_Extracted material_
==========

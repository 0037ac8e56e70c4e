// ⚙️ Engine Configuration - every tunable threshold in one place
// Loadable from a JSON file so deployments can tighten/loosen matching
// without a rebuild; defaults match the production values.

use std::fs;
use std::path::Path;

use anyhow::{Context, Result};
use serde::{Deserialize, Serialize};

#[derive(Debug, Clone, Serialize, Deserialize)]
pub struct EngineConfig {
    /// Minimum similarity score for a business merge suggestion
    #[serde(default = "default_similarity_threshold")]
    pub similarity_threshold: f64,

    /// Days a rejected merge suggestion stays frozen before it may be
    /// re-suggested
    #[serde(default = "default_rejection_freeze_days")]
    pub rejection_freeze_days: i64,

    /// Projection horizon for open-ended subscriptions, in years
    #[serde(default = "default_projection_horizon_years")]
    pub projection_horizon_years: u32,

    /// How far a real bank charge may land from a projected subscription
    /// date and still complete it, in days
    #[serde(default = "default_subscription_date_tolerance_days")]
    pub subscription_date_tolerance_days: i64,

    /// Max ILS difference between a projected subscription amount and the
    /// real charge
    #[serde(default = "default_subscription_amount_tolerance")]
    pub subscription_amount_tolerance: f64,

    /// Minimum recurring occurrences before a subscription suggestion is
    /// raised
    #[serde(default = "default_min_recurrence_count")]
    pub min_recurrence_count: usize,
}

fn default_similarity_threshold() -> f64 {
    0.85
}

fn default_rejection_freeze_days() -> i64 {
    30
}

fn default_projection_horizon_years() -> u32 {
    3
}

fn default_subscription_date_tolerance_days() -> i64 {
    10
}

fn default_subscription_amount_tolerance() -> f64 {
    1.0
}

fn default_min_recurrence_count() -> usize {
    3
}

impl Default for EngineConfig {
    fn default() -> Self {
        EngineConfig {
            similarity_threshold: default_similarity_threshold(),
            rejection_freeze_days: default_rejection_freeze_days(),
            projection_horizon_years: default_projection_horizon_years(),
            subscription_date_tolerance_days: default_subscription_date_tolerance_days(),
            subscription_amount_tolerance: default_subscription_amount_tolerance(),
            min_recurrence_count: default_min_recurrence_count(),
        }
    }
}

impl EngineConfig {
    /// Load configuration from a JSON file. Missing fields fall back to
    /// defaults; a missing file is an error (pass nothing and use
    /// `EngineConfig::default()` instead).
    pub fn load(path: &Path) -> Result<EngineConfig> {
        let content = fs::read_to_string(path)
            .with_context(|| format!("Failed to read config file: {}", path.display()))?;
        let config: EngineConfig =
            serde_json::from_str(&content).context("Failed to parse config JSON")?;
        Ok(config)
    }
}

==========

_Required work_
Filter the preceding entries down to the lines with "Deserialize".

_Task answer_
use serde::{Deserialize, Serialize};
#[derive(Debug, Clone, Serialize, Deserialize)]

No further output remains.